Помимо собственно литургической символики хлеба и вина, в ранней Церкви можно встретить и иные, например экзегетические, образы Евхаристии.

Чудо умножения хлебов Спасителем, будучи одним из новозаветных прообразов Евхаристии, может изображать в древнейшей иконографии евхаристическое Тело Христово (Мк. 6:34-44, Мк. 8:1-9) — при этом нередко наряду с пятью хлебами вместо двух изображалась одна рыба, символизирующая собою Христа[17].
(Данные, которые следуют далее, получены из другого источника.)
impl CallableTracker {
    pub fn new(
        whitelist: Whitelist,
        options: Arc<dyn OptionStore>,
        transients: Arc<dyn TransientStore>,
        bus: Arc<EventBus>,
        window: Duration,
    ) -> Self {
        Self {
            whitelist,
            options,
            lock: DebounceLock::new(transients, window),
            bus,
            identity: CurrentIdentity::new(),
            elevated_actor: "sync-service".to_string(),
        }
    }

    /// Use `identity` for producers that require elevation, switching to
    /// `actor` while they run.
    pub fn with_identity(mut self, identity: CurrentIdentity, actor: impl Into<String>) -> Self {
        self.identity = identity;
        self.elevated_actor = actor.into();
        self
    }

    /// Names this tracker will evaluate, in evaluation order.
    pub fn tracked_names(&self) -> Vec<&str> {
        self.whitelist.names()
    }

    /// Whether the debounce lock is currently unexpired.
    pub fn is_locked(&self) -> bool {
        self.lock.is_locked()
    }

    /// The persisted name → checksum entries, in no particular order.
    pub fn stored_checksums(&self) -> Vec<(String, String)> {
        self.load_checksums()
            .into_iter()
            .filter_map(|(name, v)| v.as_str().map(|c| (name, c.to_string())))
            .collect()
    }

    /// Run one sync pass.
    ///
    /// Only admin-interactive and cron contexts may sync; cron passes are
    /// narrowed to the always-send subset. An unexpired debounce lock
    /// suppresses the pass unless the force-sync override option is set.
    /// Every evaluated callable ends the pass with a recorded checksum,
    /// changed or not, so checksum drift self-corrects next pass.
    pub fn evaluate_and_sync(&self, ctx: ExecContext) -> SyncResult<SyncOutcome> {
        if !ctx.is_admin() && !ctx.is_cron() {
            debug_event!("tracker", "skip", "context disallows sync");
            return Ok(SyncOutcome::Skipped(SkipReason::ContextDisallowed));
        }

        let narrowed;
        let whitelist = if ctx.is_cron() {
            narrowed = self.whitelist.narrowed_to(ALWAYS_SEND);
            &narrowed
        } else {
            &self.whitelist
        };

        let mut values: Vec<(String, Option<Value>)> = Vec::with_capacity(whitelist.len());
        for (name, producer, requires_elevation) in whitelist.iter() {
            let value = if requires_elevation {
                let _guard = self.identity.elevate(&self.elevated_actor);
                producer()
            } else {
                producer()
            };
            values.push((name.to_string(), value));
        }

        let forced = is_truthy(self.options.get(FORCE_SYNC_OPTION_KEY).as_ref());
        if !forced && self.lock.is_locked() {
            debug_event!("tracker", "skip", "debounce lock unexpired");
            return Ok(SyncOutcome::Skipped(SkipReason::Debounced));
        }
        if values.is_empty() {
            return Ok(SyncOutcome::Skipped(SkipReason::NothingToEvaluate));
        }

        self.lock.lock()?;
        if forced {
            // The override is one-shot: the pass it admits consumes it.
            self.options.delete(FORCE_SYNC_OPTION_KEY)?;
        }

        let mut checksums = self.load_checksums();
        let idc_active = is_truthy(self.options.get(IDC_MIGRATION_OPTION_KEY).as_ref());

        let mut emitted = Vec::new();
        for (name, value) in values {
            let Some(value) = value else {
                // Absent values are stable by definition, but their checksum
                // is still recorded so the first real value registers as a
                // change exactly once.
                checksums.insert(name, json!(stable_checksum(&Value::Null)));
                continue;
            };

            let current = stable_checksum(&value);
            let stored = checksums.get(&name).and_then(Value::as_str);
            let idc_override = idc_active && IDC_OVERRIDE.contains(&name.as_str());

            if idc_override || stored != Some(current.as_str()) {
                self.bus
                    .publish(TOPIC_CALLABLE_CHANGED, &[json!(name), value]);
                debug_event!("tracker", "emit", "{name}");
                emitted.push(name.clone());
            }
            checksums.insert(name, json!(current));
        }

        if !emitted.is_empty() {
            // Single write for the whole pass, not one per entry.
            self.options
                .set_raw(CHECKSUM_OPTION_KEY, Value::Object(checksums))?;
            log_event!("tracker", "synced", "{} callable(s)", emitted.len());
        }

        Ok(SyncOutcome::Completed { emitted })
    }

    /// Clear the debounce lock early so the next pass runs immediately.
    pub fn unlock(&self) -> SyncResult<()> {
        debug_event!("tracker", "unlock");
        self.lock.unlock()?;
        Ok(())
    }

    /// Unlock when an always-send option was updated or deleted.
    pub fn handle_option_event(&self, option_key: &str) -> SyncResult<()> {
        if ALWAYS_SEND_OPTIONS.contains(&option_key) {
            self.unlock()?;
        }
        Ok(())
    }

    /// Clear all tracker state: checksum store, debounce lock, and the
    /// cached URL-scheme lookup. Used on uninstall.
    pub fn reset(&self) -> SyncResult<()> {
        log_event!("tracker", "reset");
        self.options.delete(CHECKSUM_OPTION_KEY)?;
        self.options.delete(CACHED_URL_SCHEME_KEY)?;
        self.lock.unlock()?;
        Ok(())
    }

    /// Enqueue a full resync for an external orchestrator: one event carrying
    /// every tracked name. Returns the number of enqueued actions, which is
    /// always 1: callables are all-or-nothing.
    pub fn enqueue_full_sync(&self) -> usize {
        let names: Vec<Value> = self
            .whitelist
            .names()
            .into_iter()
            .map(|n| json!(n))
            .collect();
        self.bus.publish(TOPIC_FULL_SYNC, &names);
        log_event!("tracker", "full sync enqueued", "{} callable(s)", names.len());
        1
    }

    /// Remaining full-sync work, reported to the orchestrator. Constant 1
    /// until the enqueued action is consumed; completion is the
    /// orchestrator's to track.
    pub fn estimate_full_sync_actions(&self) -> usize {
        1
    }

    fn load_checksums(&self) -> Map<String, Value> {
        match self.options.get(CHECKSUM_OPTION_KEY) {
            Some(Value::Object(map)) => map,
            _ => Map::new(),
        }
    }
}

/// Subscribe the tracker's unlock handling to option-change topics, so
/// always-send options clear the debounce lock as soon as they change.
pub fn attach_unlock_listeners(bus: &EventBus, tracker: Arc<CallableTracker>) {
    for topic in [TOPIC_OPTION_UPDATED, TOPIC_OPTION_DELETED] {
        let tracker = Arc::clone(&tracker);
        bus.subscribe(topic, move |args| {
            if let Some(key) = args.first().and_then(Value::as_str)
                && let Err(e) = tracker.handle_option_event(key)
            {
                tracing::warn!("[tracker] unlock on option change failed: {e}");
            }
        });
    }
}

fn is_truthy(value: Option<&Value>) -> bool {
    match value {
        Some(Value::Bool(b)) => *b,
        Some(Value::Number(n)) => n.as_f64().is_some_and(|f| f != 0.0),
        Some(Value::String(s)) => !s.is_empty() && s != "0" && s != "false",
        _ => false,
    }
}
Ярким примером внелитургического символизма Евхаристии, не связанного с тематикой хлеба или вина, предстаёт экзегеза Климента Александрийского, одного из родоначальников символического метода толкования в Церкви. Приводя разные образы Тела и Крови Христовых, Климент Александрийский особенное внимание уделяет образу молока, изображающему Кровь Христову. Все христиане — суть духовные младенцы, именно поэтому «Кровь Логоса оказывается молоком»; «нет ничего питательнее молока, ничего слаще, ничего белее. Как похоже оно на духовную пищу! – восклицает Климент. — И эта духовная пища [Евхаристия] точно так же питательна, потому что приносит с собою жизнь; и эта духовная пища точно так же сладостна, потому что представляет собой благодать; бела эта духовная пища, потому что это — день Христов»[18]. Отголосок данного образа присутствует и у позднейших святых отцов[19].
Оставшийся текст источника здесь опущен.